Your instructions =
Search each line of the data for the word "defaults"; copy every line where it is found.

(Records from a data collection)
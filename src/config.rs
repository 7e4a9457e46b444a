//! Configuration loader for the `wsn-monitor` service.
//!
//! This module centralizes all runtime configuration values and their defaults,
//! loading from environment variables (with optional `.env` file support
//! provided by the caller). No other module reads `env::var` directly.
//!
use std::{collections::BTreeMap, env, time::Duration};

use anyhow::{anyhow, Result};
use url::Url;

use crate::reconciler::{GaugePolicy, ReconcilerPolicy, TrendPolicy};

/// Parse an optional numeric environment variable with a default value.
macro_rules! parse_env {
    ($var_name:expr, $ty:ty, $default:expr) => {
        env::var($var_name)
            .ok()
            .map(|v| v.parse::<$ty>())
            .transpose()
            .map_err(|e| anyhow!("Invalid {}: {}", $var_name, e))?
            .unwrap_or($default)
    };
}

/// Like `parse_env!`, but zero is rejected. Intervals, timeouts and window
/// sizes of zero either panic the runtime or make the value useless.
macro_rules! parse_env_nonzero {
    ($var_name:expr, $ty:ty, $default:expr) => {{
        let value = parse_env!($var_name, $ty, $default);
        if value == 0 {
            return Err(anyhow!("{} must be greater than zero", $var_name));
        }
        value
    }};
}

/// Parse a required string environment variable.
macro_rules! require_env {
    ($var_name:expr) => {
        env::var($var_name)
            .map_err(|_| anyhow!("{} must be set in .env or environment", $var_name))?
    };
}

/// Strongly typed application configuration.
///
/// All fields are immutable after loading, ensuring a consistent configuration
/// snapshot for the lifetime of the application.
#[derive(Debug, Clone)]
pub struct Config {
    // ---
    /// Backend REST base URL, e.g. `https://wsn.example.org`.
    pub api_url: Url,

    /// WebSocket push endpoint.
    pub push_url: Url,

    pub username: String,
    pub password: String,

    pub request_timeout: Duration,

    /// Page size used for alert/node/threshold listings.
    pub page_size: u32,

    /// Seconds between full refetches of the current alert page.
    pub refetch_interval: Duration,

    pub push_reconnect_delay: Duration,
    pub push_keepalive: Duration,

    /// Reading window, alert buffer, trend and gauge policy.
    pub policy: ReconcilerPolicy,

    /// Port of the local read API.
    pub listen_port: u16,
}

/// Load configuration from environment variables with defaults.
///
/// Required:
/// - `API_URL` – backend base URL
/// - `MONITOR_USERNAME` / `MONITOR_PASSWORD` – login credentials
///
/// Optional:
/// - `PUSH_URL` – WebSocket endpoint (default: derived from `API_URL`)
/// - `REQUEST_TIMEOUT_SECS` (default: 10)
/// - `PAGE_SIZE` (default: 20)
/// - `READING_WINDOW` – readings kept per sensor (default: 100)
/// - `ALERT_BUFFER_CAP` – pushed alerts kept unread (default: 100)
/// - `REFETCH_INTERVAL_SECS` (default: 30)
/// - `PUSH_RECONNECT_SECS` (default: 5)
/// - `PUSH_KEEPALIVE_SECS` (default: 30)
/// - `TREND_THRESHOLD` (default: 0.1)
/// - `GAUGE_CAPS` – `kind=max,...` (default: `co2=10000,voc=200,pm25=100`)
/// - `LISTEN_PORT` (default: 8080)
///
/// Returns an error if any required variable is missing or invalid, or if
/// an interval, timeout, page size or reading window is zero.
pub fn load_from_env() -> Result<Config> {
    // ---
    let api_url = require_env!("API_URL");
    let api_url = Url::parse(&api_url).map_err(|e| anyhow!("Invalid API_URL {}: {}", api_url, e))?;
    let username = require_env!("MONITOR_USERNAME");
    let password = require_env!("MONITOR_PASSWORD");

    let push_url = match env::var("PUSH_URL") {
        Ok(raw) => parse_push_url(&raw)?,
        Err(_) => derive_push_url(&api_url)?,
    };

    let gauge = match env::var("GAUGE_CAPS") {
        Ok(raw) => GaugePolicy::with_caps(parse_gauge_caps(&raw)?),
        Err(_) => GaugePolicy::default(),
    };

    let policy = ReconcilerPolicy {
        reading_window: parse_env_nonzero!("READING_WINDOW", usize, 100),
        alert_buffer_cap: parse_env!("ALERT_BUFFER_CAP", usize, 100),
        trend: TrendPolicy {
            threshold: parse_env!("TREND_THRESHOLD", f64, 0.1),
        },
        gauge,
    };

    Ok(Config {
        api_url,
        push_url,
        username,
        password,
        request_timeout: Duration::from_secs(parse_env_nonzero!("REQUEST_TIMEOUT_SECS", u64, 10)),
        page_size: parse_env_nonzero!("PAGE_SIZE", u32, 20),
        refetch_interval: Duration::from_secs(parse_env_nonzero!("REFETCH_INTERVAL_SECS", u64, 30)),
        push_reconnect_delay: Duration::from_secs(parse_env!("PUSH_RECONNECT_SECS", u64, 5)),
        push_keepalive: Duration::from_secs(parse_env_nonzero!("PUSH_KEEPALIVE_SECS", u64, 30)),
        policy,
        listen_port: parse_env!("LISTEN_PORT", u16, 8080),
    })
}

/// `http://host:port/base` becomes `ws://host:port/ws`.
pub fn derive_push_url(api_url: &Url) -> Result<Url> {
    // ---
    let ws_scheme = match api_url.scheme() {
        "https" => "wss",
        "http" => "ws",
        other => return Err(anyhow!("Unsupported API_URL scheme: {}", other)),
    };
    let mut push_url = api_url.clone();
    push_url
        .set_scheme(ws_scheme)
        .map_err(|_| anyhow!("Cannot derive push URL from {}", api_url))?;
    push_url.set_path("/ws");
    push_url.set_query(None);
    push_url.set_fragment(None);
    Ok(push_url)
}

/// An explicit `PUSH_URL` must be a `ws` or `wss` URL.
pub fn parse_push_url(raw: &str) -> Result<Url> {
    // ---
    let url = Url::parse(raw).map_err(|e| anyhow!("Invalid PUSH_URL {}: {}", raw, e))?;
    match url.scheme() {
        "ws" | "wss" => Ok(url),
        other => Err(anyhow!("Unsupported PUSH_URL scheme: {}", other)),
    }
}

/// Parse `co2=10000,voc=200` into a cap table.
pub fn parse_gauge_caps(raw: &str) -> Result<BTreeMap<String, f64>> {
    // ---
    let mut caps = BTreeMap::new();
    for entry in raw.split(',').map(str::trim).filter(|e| !e.is_empty()) {
        let (kind, max) = entry
            .split_once('=')
            .ok_or_else(|| anyhow!("Invalid GAUGE_CAPS entry: {}", entry))?;
        let max: f64 = max
            .trim()
            .parse()
            .map_err(|e| anyhow!("Invalid GAUGE_CAPS value for {}: {}", kind, e))?;
        if !(max.is_finite() && max > 0.0) {
            return Err(anyhow!("GAUGE_CAPS value for {} must be positive", kind));
        }
        caps.insert(kind.trim().to_lowercase(), max);
    }
    Ok(caps)
}

impl Config {
    /// Log the loaded configuration for debugging purposes.
    ///
    /// The password is never printed.
    pub fn log_config(&self) {
        // ---
        tracing::info!("Configuration loaded:");
        tracing::info!("  API_URL               : {}", self.api_url);
        tracing::info!("  PUSH_URL              : {}", self.push_url);
        tracing::info!("  MONITOR_USERNAME      : {}", self.username);
        tracing::info!("  MONITOR_PASSWORD      : ****");
        tracing::info!("  REQUEST_TIMEOUT_SECS  : {}", self.request_timeout.as_secs());
        tracing::info!("  PAGE_SIZE             : {}", self.page_size);
        tracing::info!("  REFETCH_INTERVAL_SECS : {}", self.refetch_interval.as_secs());
        tracing::info!("  PUSH_RECONNECT_SECS   : {}", self.push_reconnect_delay.as_secs());
        tracing::info!("  PUSH_KEEPALIVE_SECS   : {}", self.push_keepalive.as_secs());
        tracing::info!("  READING_WINDOW        : {}", self.policy.reading_window);
        tracing::info!("  ALERT_BUFFER_CAP      : {}", self.policy.alert_buffer_cap);
        tracing::info!("  TREND_THRESHOLD       : {}", self.policy.trend.threshold);
        tracing::info!("  GAUGE_CAPS            : {:?}", self.policy.gauge.caps());
        tracing::info!("  LISTEN_PORT           : {}", self.listen_port);
    }
}

#[cfg(test)]
mod tests {
    // ---
    use super::*;

    fn push_for(api_url: &str) -> Result<String> {
        Ok(derive_push_url(&Url::parse(api_url)?)?.to_string())
    }

    #[test]
    fn test_derive_push_url() {
        // ---
        assert_eq!(
            push_for("https://wsn.example.org/api?debug=1").unwrap(),
            "wss://wsn.example.org/ws"
        );
        assert_eq!(
            push_for("http://localhost:8081").unwrap(),
            "ws://localhost:8081/ws"
        );
        assert!(push_for("localhost:8081").is_err());
        assert!(push_for("ftp://host").is_err());
    }

    #[test]
    fn test_parse_push_url() {
        // ---
        assert!(parse_push_url("wss://push.example.org/ws").is_ok());
        assert!(parse_push_url("https://push.example.org/ws").is_err());
        assert!(parse_push_url("not a url").is_err());
    }

    /// The only test in this crate that touches the process environment.
    #[test]
    fn test_load_from_env_rejects_zero_values() {
        // ---
        env::set_var("API_URL", "http://localhost:8081/");
        env::set_var("MONITOR_USERNAME", "operator");
        env::set_var("MONITOR_PASSWORD", "secret");
        env::remove_var("PUSH_URL");

        for var in [
            "REFETCH_INTERVAL_SECS",
            "PUSH_KEEPALIVE_SECS",
            "READING_WINDOW",
            "REQUEST_TIMEOUT_SECS",
            "PAGE_SIZE",
        ] {
            env::set_var(var, "0");
            let err = load_from_env().unwrap_err();
            assert!(err.to_string().contains(var), "{var}: {err}");
            env::remove_var(var);
        }

        let cfg = load_from_env().unwrap();
        assert_eq!(cfg.refetch_interval, Duration::from_secs(30));
        assert_eq!(cfg.push_keepalive, Duration::from_secs(30));
        assert_eq!(cfg.policy.reading_window, 100);
        assert_eq!(cfg.push_url.as_str(), "ws://localhost:8081/ws");
    }

    #[test]
    fn test_parse_gauge_caps() {
        // ---
        let caps = parse_gauge_caps("CO2=10000, voc = 200,,pm25=100").unwrap();
        assert_eq!(caps.len(), 3);
        assert_eq!(caps["co2"], 10000.0);
        assert_eq!(caps["voc"], 200.0);

        assert!(parse_gauge_caps("co2").is_err());
        assert!(parse_gauge_caps("co2=abc").is_err());
        assert!(parse_gauge_caps("co2=0").is_err());
    }
}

Answer to the problem =
//! This module centralizes all runtime configuration values and their defaults,
/// Load configuration from environment variables with defaults.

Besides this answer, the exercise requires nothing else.